§ **What the task asks**
In the reply, include exactly the lines of the entries below from the first to the line with "disjoint, contiguous, and", that line included.

Records START

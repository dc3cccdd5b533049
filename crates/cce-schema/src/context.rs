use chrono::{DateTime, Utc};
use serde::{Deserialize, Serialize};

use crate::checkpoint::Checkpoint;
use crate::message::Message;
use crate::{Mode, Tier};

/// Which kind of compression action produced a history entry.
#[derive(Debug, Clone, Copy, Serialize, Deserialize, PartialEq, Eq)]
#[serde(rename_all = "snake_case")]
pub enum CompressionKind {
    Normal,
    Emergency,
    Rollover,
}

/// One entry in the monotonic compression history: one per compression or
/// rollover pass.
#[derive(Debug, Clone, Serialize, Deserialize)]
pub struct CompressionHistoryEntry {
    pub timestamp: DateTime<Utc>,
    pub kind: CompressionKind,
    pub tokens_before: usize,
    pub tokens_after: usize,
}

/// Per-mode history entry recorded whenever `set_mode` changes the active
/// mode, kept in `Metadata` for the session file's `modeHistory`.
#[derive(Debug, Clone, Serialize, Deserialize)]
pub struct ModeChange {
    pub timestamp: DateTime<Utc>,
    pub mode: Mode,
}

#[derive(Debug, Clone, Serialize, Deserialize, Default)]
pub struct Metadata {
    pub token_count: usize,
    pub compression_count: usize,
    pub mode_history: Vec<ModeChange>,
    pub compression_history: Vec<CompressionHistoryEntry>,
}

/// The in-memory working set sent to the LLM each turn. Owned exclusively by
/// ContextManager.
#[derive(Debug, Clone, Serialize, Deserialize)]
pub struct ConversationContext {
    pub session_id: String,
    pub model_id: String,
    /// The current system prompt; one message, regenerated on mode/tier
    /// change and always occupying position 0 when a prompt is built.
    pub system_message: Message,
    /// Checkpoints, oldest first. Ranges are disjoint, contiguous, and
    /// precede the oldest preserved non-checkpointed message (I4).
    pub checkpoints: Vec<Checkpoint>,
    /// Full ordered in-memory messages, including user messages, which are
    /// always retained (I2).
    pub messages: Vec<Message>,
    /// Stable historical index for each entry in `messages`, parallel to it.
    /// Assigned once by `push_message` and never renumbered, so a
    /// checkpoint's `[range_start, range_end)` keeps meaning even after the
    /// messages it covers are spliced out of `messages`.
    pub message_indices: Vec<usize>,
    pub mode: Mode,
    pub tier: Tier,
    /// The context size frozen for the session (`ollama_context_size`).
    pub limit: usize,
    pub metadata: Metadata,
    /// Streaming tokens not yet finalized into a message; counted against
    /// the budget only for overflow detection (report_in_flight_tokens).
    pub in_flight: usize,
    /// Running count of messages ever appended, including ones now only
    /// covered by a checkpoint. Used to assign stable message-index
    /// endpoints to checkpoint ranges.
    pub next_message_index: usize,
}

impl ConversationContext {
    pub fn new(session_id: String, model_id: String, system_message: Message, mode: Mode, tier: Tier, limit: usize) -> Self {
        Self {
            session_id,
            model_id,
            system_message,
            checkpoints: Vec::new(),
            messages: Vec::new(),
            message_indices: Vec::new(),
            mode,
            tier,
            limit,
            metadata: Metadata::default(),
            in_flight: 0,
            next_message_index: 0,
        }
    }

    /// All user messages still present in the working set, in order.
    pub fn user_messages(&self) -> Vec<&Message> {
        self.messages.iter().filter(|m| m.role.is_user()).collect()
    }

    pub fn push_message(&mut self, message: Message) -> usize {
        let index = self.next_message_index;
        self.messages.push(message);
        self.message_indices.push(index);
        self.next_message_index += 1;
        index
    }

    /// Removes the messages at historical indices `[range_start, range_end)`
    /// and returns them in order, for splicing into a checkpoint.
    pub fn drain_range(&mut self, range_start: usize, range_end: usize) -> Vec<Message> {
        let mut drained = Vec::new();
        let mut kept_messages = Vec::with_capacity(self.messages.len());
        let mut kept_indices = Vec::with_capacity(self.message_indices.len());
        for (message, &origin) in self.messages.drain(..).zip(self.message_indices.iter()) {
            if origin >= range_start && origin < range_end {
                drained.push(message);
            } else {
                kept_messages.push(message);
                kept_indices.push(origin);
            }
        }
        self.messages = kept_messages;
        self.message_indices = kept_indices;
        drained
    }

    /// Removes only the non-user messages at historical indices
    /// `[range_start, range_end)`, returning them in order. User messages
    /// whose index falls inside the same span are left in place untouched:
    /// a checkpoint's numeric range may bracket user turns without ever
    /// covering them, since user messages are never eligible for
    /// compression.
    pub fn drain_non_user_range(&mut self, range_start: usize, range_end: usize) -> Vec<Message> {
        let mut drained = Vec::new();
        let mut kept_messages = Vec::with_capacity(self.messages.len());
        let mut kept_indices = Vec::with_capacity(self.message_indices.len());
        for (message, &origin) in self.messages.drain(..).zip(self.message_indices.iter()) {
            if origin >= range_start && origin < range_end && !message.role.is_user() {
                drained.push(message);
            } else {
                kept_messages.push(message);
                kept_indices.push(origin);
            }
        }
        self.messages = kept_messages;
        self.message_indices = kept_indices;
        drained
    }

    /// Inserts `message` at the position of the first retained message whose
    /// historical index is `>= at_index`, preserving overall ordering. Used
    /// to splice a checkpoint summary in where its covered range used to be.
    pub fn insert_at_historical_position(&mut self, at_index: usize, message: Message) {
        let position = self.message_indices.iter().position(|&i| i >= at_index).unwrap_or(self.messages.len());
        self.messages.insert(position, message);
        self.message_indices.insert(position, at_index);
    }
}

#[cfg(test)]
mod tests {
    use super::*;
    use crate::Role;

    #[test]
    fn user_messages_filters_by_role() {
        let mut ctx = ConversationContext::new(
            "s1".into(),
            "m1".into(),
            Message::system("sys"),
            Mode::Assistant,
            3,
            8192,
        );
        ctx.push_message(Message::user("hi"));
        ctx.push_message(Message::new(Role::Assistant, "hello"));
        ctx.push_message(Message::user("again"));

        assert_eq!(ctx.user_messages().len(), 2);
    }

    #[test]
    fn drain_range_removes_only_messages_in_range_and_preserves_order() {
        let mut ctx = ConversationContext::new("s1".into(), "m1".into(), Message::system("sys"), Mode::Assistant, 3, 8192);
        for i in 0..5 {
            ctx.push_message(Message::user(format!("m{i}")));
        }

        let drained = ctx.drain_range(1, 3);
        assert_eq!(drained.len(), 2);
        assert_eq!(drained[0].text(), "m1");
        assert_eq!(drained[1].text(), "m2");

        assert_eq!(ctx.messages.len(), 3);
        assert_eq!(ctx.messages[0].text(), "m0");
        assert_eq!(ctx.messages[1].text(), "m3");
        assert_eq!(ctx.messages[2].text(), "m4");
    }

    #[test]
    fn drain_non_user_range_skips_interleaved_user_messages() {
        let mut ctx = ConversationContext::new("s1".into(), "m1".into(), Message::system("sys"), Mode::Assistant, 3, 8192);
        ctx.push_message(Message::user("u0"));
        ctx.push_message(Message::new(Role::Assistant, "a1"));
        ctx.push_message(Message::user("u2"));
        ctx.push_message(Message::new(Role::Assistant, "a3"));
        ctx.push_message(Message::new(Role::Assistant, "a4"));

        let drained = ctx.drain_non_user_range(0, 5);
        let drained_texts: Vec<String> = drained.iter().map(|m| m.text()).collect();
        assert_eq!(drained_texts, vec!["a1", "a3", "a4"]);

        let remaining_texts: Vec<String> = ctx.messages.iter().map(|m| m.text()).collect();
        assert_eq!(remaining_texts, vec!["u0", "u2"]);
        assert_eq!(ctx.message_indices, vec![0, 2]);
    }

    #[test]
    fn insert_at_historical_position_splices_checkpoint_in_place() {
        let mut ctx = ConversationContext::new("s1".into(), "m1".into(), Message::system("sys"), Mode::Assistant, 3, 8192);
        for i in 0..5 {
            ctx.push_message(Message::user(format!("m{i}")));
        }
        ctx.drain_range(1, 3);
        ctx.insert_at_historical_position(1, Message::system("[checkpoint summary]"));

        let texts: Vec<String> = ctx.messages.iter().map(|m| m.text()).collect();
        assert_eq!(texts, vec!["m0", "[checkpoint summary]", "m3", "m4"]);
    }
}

Records END

§ **Solution to the problem**
repository dc3cccdd5b533049
filename crates/cce-schema/src/context.rs
use chrono::{DateTime, Utc};
use serde::{Deserialize, Serialize};

use crate::checkpoint::Checkpoint;
use crate::message::Message;
use crate::{Mode, Tier};

/// Which kind of compression action produced a history entry.
#[derive(Debug, Clone, Copy, Serialize, Deserialize, PartialEq, Eq)]
#[serde(rename_all = "snake_case")]
pub enum CompressionKind {
    Normal,
    Emergency,
    Rollover,
}

/// One entry in the monotonic compression history: one per compression or
/// rollover pass.
#[derive(Debug, Clone, Serialize, Deserialize)]
pub struct CompressionHistoryEntry {
    pub timestamp: DateTime<Utc>,
    pub kind: CompressionKind,
    pub tokens_before: usize,
    pub tokens_after: usize,
}

/// Per-mode history entry recorded whenever `set_mode` changes the active
/// mode, kept in `Metadata` for the session file's `modeHistory`.
#[derive(Debug, Clone, Serialize, Deserialize)]
pub struct ModeChange {
    pub timestamp: DateTime<Utc>,
    pub mode: Mode,
}

#[derive(Debug, Clone, Serialize, Deserialize, Default)]
pub struct Metadata {
    pub token_count: usize,
    pub compression_count: usize,
    pub mode_history: Vec<ModeChange>,
    pub compression_history: Vec<CompressionHistoryEntry>,
}

/// The in-memory working set sent to the LLM each turn. Owned exclusively by
/// ContextManager.
#[derive(Debug, Clone, Serialize, Deserialize)]
pub struct ConversationContext {
    pub session_id: String,
    pub model_id: String,
    /// The current system prompt; one message, regenerated on mode/tier
    /// change and always occupying position 0 when a prompt is built.
    pub system_message: Message,
    /// Checkpoints, oldest first. Ranges are disjoint, contiguous, and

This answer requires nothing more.